Cette démarche n'a pas toujours été comprise, tant il est peu commun de voir sur un même sommaire des reportages sur des concerts techno underground et des fêtes de métiers anciens.

Une fois de plus donc, entre deux concerts je vous propose un nouveau voyage dans un petit bout de notre histoire.

Le weekend dernier se déroulaient les Journées du Patrimoine, un évènement que j'attends toujours chaque année avec impatience.

Appareil photo en main, au fil du temps je me suis lié d'amitié avec de nombreux passionnés et bénévoles, dont la plupart ont l'âge d'être mes parents ou mes grands-parents.

Il y a trois ans, je suis même passé "de l'autre côté de l'objectif" et suis devenu l'un des exposants réguliers aux forges de Servigney-Montagney.

Comme le dit un vieux proverbe, on ne peut être à la fois au four et au moulin, cette année je n'ai malheureusement pas eu le temps de prendre des photos des autres exposants.

Je vous invite néanmoins à lire les reportages des éditions précédentes, plus détaillés à ce sujet :
Edition 2011
Edition 2009

Cette année donc ce sera un reportage "spécial forge". Ce sera non seulement l'occasion de vous parler de la démonstration le jour J, mais aussi de tout le travail de préparation qui a été mené auparavant.
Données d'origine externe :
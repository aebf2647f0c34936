//! Platform abstraction layer
//!
//! Handles browser/native differences for storage. The web build persists
//! through LocalStorage; native builds and tests use the in-memory store.

pub mod storage;

#[cfg(target_arch = "wasm32")]
pub use storage::LocalStore;
pub use storage::MemoryStore;
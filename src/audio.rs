//! Audio system using Web Audio API
//!
//! Procedurally generated feedback tones - no audio assets needed!

use web_sys::{AudioContext, GainNode, OscillatorNode, OscillatorType};

use crate::game::{Signal, SignalSink};
use crate::settings::Settings;

/// Audio manager for the game
pub struct AudioManager {
    ctx: Option<AudioContext>,
    settings: Settings,
}

impl Default for AudioManager {
    fn default() -> Self {
        Self::from_settings(&Settings::default())
    }
}

impl AudioManager {
    /// Build from saved preferences
    pub fn from_settings(settings: &Settings) -> Self {
        // May fail outside a secure context
        let ctx = AudioContext::new().ok();
        if ctx.is_none() {
            log::warn!("Failed to create AudioContext - audio disabled");
        }
        Self {
            ctx,
            settings: settings.clone(),
        }
    }

    /// Resume audio context (required after user gesture)
    pub fn resume(&self) {
        if let Some(ctx) = &self.ctx {
            let _ = ctx.resume();
        }
    }

    /// Mute/unmute all audio
    pub fn set_muted(&mut self, muted: bool) {
        self.settings.muted = muted;
    }

    pub fn muted(&self) -> bool {
        self.settings.muted
    }

    // === Tone generators ===

    /// Create an oscillator with gain envelope
    fn create_osc(
        &self,
        ctx: &AudioContext,
        freq: f32,
        osc_type: OscillatorType,
    ) -> Option<(OscillatorNode, GainNode)> {
        let osc = ctx.create_oscillator().ok()?;
        let gain = ctx.create_gain().ok()?;

        osc.set_type(osc_type);
        osc.frequency().set_value(freq);
        osc.connect_with_audio_node(&gain).ok()?;
        gain.connect_with_audio_node(&ctx.destination()).ok()?;

        Some((osc, gain))
    }

    /// Correct tap - bright rising ping
    fn play_correct(&self, ctx: &AudioContext, vol: f32) {
        let Some((osc, gain)) = self.create_osc(ctx, 880.0, OscillatorType::Sine) else {
            return;
        };
        let t = ctx.current_time();

        gain.gain().set_value_at_time(vol * 0.3, t).ok();
        gain.gain()
            .exponential_ramp_to_value_at_time(0.01, t + 0.15)
            .ok();
        osc.frequency().set_value_at_time(880.0, t).ok();
        osc.frequency()
            .exponential_ramp_to_value_at_time(1320.0, t + 0.05)
            .ok();

        osc.start().ok();
        osc.stop_with_when(t + 0.2).ok();
    }

    /// Wrong tap - low descending buzz
    fn play_wrong(&self, ctx: &AudioContext, vol: f32) {
        let Some((osc, gain)) = self.create_osc(ctx, 220.0, OscillatorType::Sawtooth) else {
            return;
        };
        let t = ctx.current_time();

        gain.gain().set_value_at_time(vol * 0.35, t).ok();
        gain.gain()
            .exponential_ramp_to_value_at_time(0.01, t + 0.3)
            .ok();
        osc.frequency().set_value_at_time(220.0, t).ok();
        osc.frequency()
            .exponential_ramp_to_value_at_time(110.0, t + 0.25)
            .ok();

        osc.start().ok();
        osc.stop_with_when(t + 0.35).ok();
    }

    /// Level complete - rising major arpeggio
    fn play_level_complete(&self, ctx: &AudioContext, vol: f32) {
        for (i, freq) in [523.0, 659.0, 784.0].iter().enumerate() {
            let delay = i as f64 * 0.09;
            if let Some((osc, gain)) = self.create_osc(ctx, *freq, OscillatorType::Triangle) {
                let t = ctx.current_time() + delay;
                gain.gain().set_value_at_time(vol * 0.25, t).ok();
                gain.gain()
                    .exponential_ramp_to_value_at_time(0.01, t + 0.25)
                    .ok();
                osc.start_with_when(t).ok();
                osc.stop_with_when(t + 0.3).ok();
            }
        }
    }

    /// Run over - closing jingle, played on both clears and misses
    fn play_game_complete(&self, ctx: &AudioContext, vol: f32) {
        for (i, freq) in [523.0, 659.0, 784.0, 1047.0, 784.0, 1047.0]
            .iter()
            .enumerate()
        {
            let delay = i as f64 * 0.12;
            if let Some((osc, gain)) = self.create_osc(ctx, *freq, OscillatorType::Triangle) {
                let t = ctx.current_time() + delay;
                gain.gain().set_value_at_time(vol * 0.3, t).ok();
                gain.gain()
                    .exponential_ramp_to_value_at_time(0.01, t + 0.35)
                    .ok();
                osc.start_with_when(t).ok();
                osc.stop_with_when(t + 0.4).ok();
            }
        }
    }
}

impl SignalSink for AudioManager {
    fn play(&mut self, signal: Signal) {
        let vol = self.settings.effective_volume();
        if vol <= 0.0 {
            return;
        }

        let Some(ctx) = &self.ctx else { return };

        // Resume context if suspended (browsers require user gesture)
        if ctx.state() == web_sys::AudioContextState::Suspended {
            let _ = ctx.resume();
        }

        match signal {
            Signal::Correct => self.play_correct(ctx, vol),
            Signal::Wrong => self.play_wrong(ctx, vol),
            Signal::LevelComplete => self.play_level_complete(ctx, vol),
            Signal::GameComplete => self.play_game_complete(ctx, vol),
        }
    }
}
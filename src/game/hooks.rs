//! Collaborator ports owned by the session
//!
//! The core judges taps and reports moments through these traits; the
//! platform side decides what a moment sounds or looks like. Every call is
//! fire-and-forget: implementations must not reach back into the session.

/// Judgment moments, reported in the order they happen
#[derive(Debug, Clone, Copy, PartialEq, Eq)]
pub enum Signal {
    /// A tap matched the next number in the sequence
    Correct,
    /// A tap broke the sequence
    Wrong,
    /// A level was cleared, fully or by partial credit
    LevelComplete,
    /// The run ended, by failure or by finishing the last level
    GameComplete,
}

/// Best-score persistence
pub trait ScoreStore {
    /// Stored best score; 0 when nothing is stored or it cannot be read
    fn load_best(&self) -> u32;
    fn save_best(&mut self, best: u32);
}

/// Sound (or any other) feedback for judgment moments
pub trait SignalSink {
    fn play(&mut self, signal: Signal);
}

/// Presentation-side progress display (background artwork, progress strip)
pub trait ProgressSink {
    /// A new level is current; `total_correct` counts the whole run
    fn level_advance(&mut self, level_index: u32, total_correct: u32);

    /// The run went back to level 1
    fn session_reset(&mut self) {}
}
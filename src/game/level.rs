//! Level generation
//!
//! Numbers are drawn without replacement from a range that widens with the
//! level index, then dealt onto tiles in ascending order, so tile ids follow
//! the answer sequence.

use rand::Rng;
use rand_pcg::Pcg32;

use super::placement::place;
use super::state::{Level, Tile};
use crate::consts::{BOARD_WIDTH, TILE_HEIGHT, TILE_WIDTH, TILES_PER_LEVEL};
use crate::number_range_max;

/// Draw TILES_PER_LEVEL distinct numbers for a level, sorted ascending.
/// Level 1 has zero headroom, so the draw is exactly 1..=5.
fn draw_numbers(rng: &mut Pcg32, index: u32) -> Vec<u32> {
    let max = number_range_max(index);
    let mut numbers: Vec<u32> = Vec::with_capacity(TILES_PER_LEVEL as usize);
    while (numbers.len() as u32) < TILES_PER_LEVEL {
        let n = rng.random_range(1..=max);
        if !numbers.contains(&n) {
            numbers.push(n);
        }
    }
    numbers.sort_unstable();
    numbers
}

/// Generate the level for a 1-based index
pub fn generate_level(rng: &mut Pcg32, index: u32) -> Level {
    let numbers = draw_numbers(rng, index);
    let mut occupied = Vec::with_capacity(numbers.len());
    let tiles: Vec<Tile> = numbers
        .iter()
        .enumerate()
        .map(|(i, &number)| {
            let pos = place(rng, BOARD_WIDTH, TILE_WIDTH, TILE_HEIGHT, &mut occupied);
            Tile::new(i as u32, number, pos)
        })
        .collect();

    Level {
        index,
        tiles,
        sequence: numbers,
        picks: Vec::new(),
        correct_picks: 0,
    }
}

#[cfg(test)]
mod tests {
    use super::*;
    use proptest::prelude::*;
    use rand::SeedableRng;

    #[test]
    fn test_level_one_draws_the_exact_range() {
        // [1, 5] holds exactly five distinct numbers
        let mut rng = Pcg32::seed_from_u64(7);
        let level = generate_level(&mut rng, 1);
        assert_eq!(level.sequence, vec![1, 2, 3, 4, 5]);
    }

    #[test]
    fn test_tiles_follow_the_sequence() {
        let mut rng = Pcg32::seed_from_u64(42);
        let level = generate_level(&mut rng, 3);
        assert_eq!(level.tiles.len(), TILES_PER_LEVEL as usize);
        for (i, tile) in level.tiles.iter().enumerate() {
            assert_eq!(tile.id, i as u32);
            assert_eq!(tile.number, level.sequence[i]);
        }
    }

    #[test]
    fn test_fresh_level_has_no_progress() {
        let mut rng = Pcg32::seed_from_u64(9);
        let level = generate_level(&mut rng, 4);
        assert_eq!(level.index, 4);
        assert!(level.picks.is_empty());
        assert_eq!(level.correct_picks, 0);
        assert!(!level.is_solved());
        for tile in &level.tiles {
            assert!(!tile.selected);
            assert_eq!(tile.correct, None);
        }
    }

    proptest! {
        #[test]
        fn sequence_is_sorted_unique_and_in_range(seed in 0u64..1_000, index in 1u32..=10) {
            let mut rng = Pcg32::seed_from_u64(seed);
            let level = generate_level(&mut rng, index);
            prop_assert_eq!(level.sequence.len(), TILES_PER_LEVEL as usize);

            let max = crate::number_range_max(index);
            for pair in level.sequence.windows(2) {
                // Strictly ascending covers both sortedness and uniqueness
                prop_assert!(pair[0] < pair[1]);
            }
            for &n in &level.sequence {
                prop_assert!((1..=max).contains(&n));
            }
        }
    }
}
//! Deterministic game logic module
//!
//! All gameplay rules live here. This module must be pure and deterministic:
//! - Seeded RNG only
//! - No rendering or platform dependencies
//! - Collaborators injected behind the traits in `hooks`

pub mod hooks;
pub mod level;
pub mod placement;
pub mod session;
pub mod state;

pub use hooks::{ProgressSink, ScoreStore, Signal, SignalSink};
pub use level::generate_level;
pub use placement::place;
pub use session::Session;
pub use state::{Level, Phase, Tile};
Il y aura de la sueur et des flammes !

Le but est de faire une démonstration de forge, pour montrer aux visiteurs quelles étaient les techniques de ce métier ancien, et de quelle façon divers objets peuvent être fabriqués à partir de morceaux d'acier.

Le petit plus, c'est de trouver de vieux outils d'époques, de les restaurer, et de s'en servir.

Seule ma forge est une construction neuve et originale (tout en respectant les principes de fonctionnement de l'époque)

Tous mes autres outils sont authentiques et anciens : les marteaux, les pinces, les enclumes, l'étau.

L'aventure commence par une recherche "archéologique". Mais ici point de fouilles ou d'expéditions lointaines ; c'est dans nos foires à la brocante que ça se passe.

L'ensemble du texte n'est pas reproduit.